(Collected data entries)

- - - -

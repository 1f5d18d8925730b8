//! Daily FX refresh from the Frankfurter API.
//!
//! `GET {base_url}/latest?base=EUR` returns the most recent EUR-base rates:
//!
//! ```text
//! {"base": "EUR", "date": "2026-01-30", "rates": {"USD": 1.1919, ...}}
//! ```
//!
//! A background task calls [`FxRefreshClient::refresh_into`] once a day; on
//! failure the existing table is preserved and the error is returned.

use std::collections::HashMap;
use std::time::Duration;

use chrono::NaiveDate;
use serde::Deserialize;
use tracing::warn;

use crate::domain::CurrencyCode;

use super::store::FxStore;

/// Default base URL for the Frankfurter API.
const DEFAULT_BASE_URL: &str = "https://api.frankfurter.app";

/// Configuration for the refresh client.
#[derive(Debug, Clone)]
pub struct RefreshConfig {
    /// Base URL for the API (defaults to production Frankfurter).
    pub base_url: String,
    /// Request timeout in seconds.
    pub timeout_secs: u64,
}

impl RefreshConfig {
    /// Set a custom base URL (for testing).
    pub fn with_base_url(mut self, url: impl Into<String>) -> Self {
        self.base_url = url.into();
        self
    }
}

impl Default for RefreshConfig {
    fn default() -> Self {
        Self {
            base_url: DEFAULT_BASE_URL.to_string(),
            timeout_secs: 30,
        }
    }
}

/// Errors from the refresh client.
#[derive(Debug, thiserror::Error)]
pub enum RefreshError {
    #[error("HTTP error: {0}")]
    Http(#[from] reqwest::Error),

    #[error("API error {status}: {message}")]
    Api { status: u16, message: String },

    #[error("bad date {0:?} in API response")]
    BadDate(String),
}

/// Wire shape of the `/latest` response.
#[derive(Debug, Deserialize)]
struct LatestRatesDto {
    date: String,
    rates: HashMap<String, f64>,
}

/// HTTP client for the daily EUR rate refresh.
#[derive(Clone)]
pub struct FxRefreshClient {
    http: reqwest::Client,
    base_url: String,
}

impl FxRefreshClient {
    pub fn new(config: &RefreshConfig) -> Result<Self, RefreshError> {
        let http = reqwest::Client::builder()
            .timeout(Duration::from_secs(config.timeout_secs))
            .build()?;

        Ok(Self {
            http,
            base_url: config.base_url.clone(),
        })
    }

    /// Fetch the latest EUR-base rates.
    pub async fn fetch_latest(
        &self,
    ) -> Result<(NaiveDate, HashMap<CurrencyCode, f64>), RefreshError> {
        let url = format!("{}/latest", self.base_url);
        let response = self.http.get(&url).query(&[("base", "EUR")]).send().await?;

        let status = response.status();
        if !status.is_success() {
            let body = response.text().await.unwrap_or_default();
            return Err(RefreshError::Api {
                status: status.as_u16(),
                message: body,
            });
        }

        let dto: LatestRatesDto = response.json().await?;
        convert(dto)
    }

    /// Fetch the latest rates and insert them into the store. Returns the
    /// number of currencies stored.
    pub async fn refresh_into(&self, store: &FxStore) -> Result<usize, RefreshError> {
        let (date, rates) = self.fetch_latest().await?;
        Ok(store.insert_day(date, rates).await)
    }
}

/// Validate the wire response into a store row, dropping entries that
/// violate the rate invariant.
fn convert(dto: LatestRatesDto) -> Result<(NaiveDate, HashMap<CurrencyCode, f64>), RefreshError> {
    let date = NaiveDate::parse_from_str(&dto.date, "%Y-%m-%d")
        .map_err(|_| RefreshError::BadDate(dto.date.clone()))?;

    let mut rates = HashMap::with_capacity(dto.rates.len());
    for (code, rate) in dto.rates {
        let Ok(currency) = CurrencyCode::parse_normalized(&code) else {
            warn!(code, "unparsable currency in API response, skipping");
            continue;
        };
        if !(rate.is_finite() && rate > 0.0) {
            warn!(currency = %currency, rate, "dropping non-positive API rate");
            continue;
        }
        rates.insert(currency, rate);
    }

    Ok((date, rates))
}

#[cfg(test)]
mod tests {
    use super::*;

    fn cur(s: &str) -> CurrencyCode {
        CurrencyCode::parse(s).unwrap()
    }

    #[test]
    fn convert_valid_response() {
        let dto: LatestRatesDto = serde_json::from_str(
            r#"{"base": "EUR", "date": "2026-01-30", "rates": {"USD": 1.1919, "JPY": 183.59}}"#,
        )
        .unwrap();

        let (date, rates) = convert(dto).unwrap();
        assert_eq!(date, NaiveDate::from_ymd_opt(2026, 1, 30).unwrap());
        assert_eq!(rates[&cur("USD")], 1.1919);
        assert_eq!(rates[&cur("JPY")], 183.59);
    }

    #[test]
    fn convert_drops_bad_entries() {
        let dto: LatestRatesDto = serde_json::from_str(
            r#"{"date": "2026-01-30", "rates": {"USD": 1.19, "BAD1": 2.0, "JPY": -1.0}}"#,
        )
        .unwrap();

        let (_, rates) = convert(dto).unwrap();
        assert_eq!(rates.len(), 1);
        assert!(rates.contains_key(&cur("USD")));
    }

    #[test]
    fn convert_rejects_bad_date() {
        let dto: LatestRatesDto =
            serde_json::from_str(r#"{"date": "30/01/2026", "rates": {}}"#).unwrap();
        assert!(matches!(convert(dto), Err(RefreshError::BadDate(_))));
    }

    #[tokio::test]
    async fn refresh_inserts_into_store() {
        let store = FxStore::empty();
        let dto: LatestRatesDto =
            serde_json::from_str(r#"{"date": "2026-01-30", "rates": {"USD": 1.19}}"#).unwrap();
        let (date, rates) = convert(dto).unwrap();

        store.insert_day(date, rates).await;
        assert_eq!(store.latest_date().await, Some(date));
    }
}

- - - -

Please restate only the opening stretch of the records above: every line from the first through the one containing "to production Frankfurter).", exactly as written.

repository 1f5d18d8925730b8
//! Daily FX refresh from the Frankfurter API.
//!
//! `GET {base_url}/latest?base=EUR` returns the most recent EUR-base rates:
//!
//! ```text
//! {"base": "EUR", "date": "2026-01-30", "rates": {"USD": 1.1919, ...}}
//! ```
//!
//! A background task calls [`FxRefreshClient::refresh_into`] once a day; on
//! failure the existing table is preserved and the error is returned.

use std::collections::HashMap;
use std::time::Duration;

use chrono::NaiveDate;
use serde::Deserialize;
use tracing::warn;

use crate::domain::CurrencyCode;

use super::store::FxStore;

/// Default base URL for the Frankfurter API.
const DEFAULT_BASE_URL: &str = "https://api.frankfurter.app";

/// Configuration for the refresh client.
#[derive(Debug, Clone)]
pub struct RefreshConfig {
    /// Base URL for the API (defaults to production Frankfurter).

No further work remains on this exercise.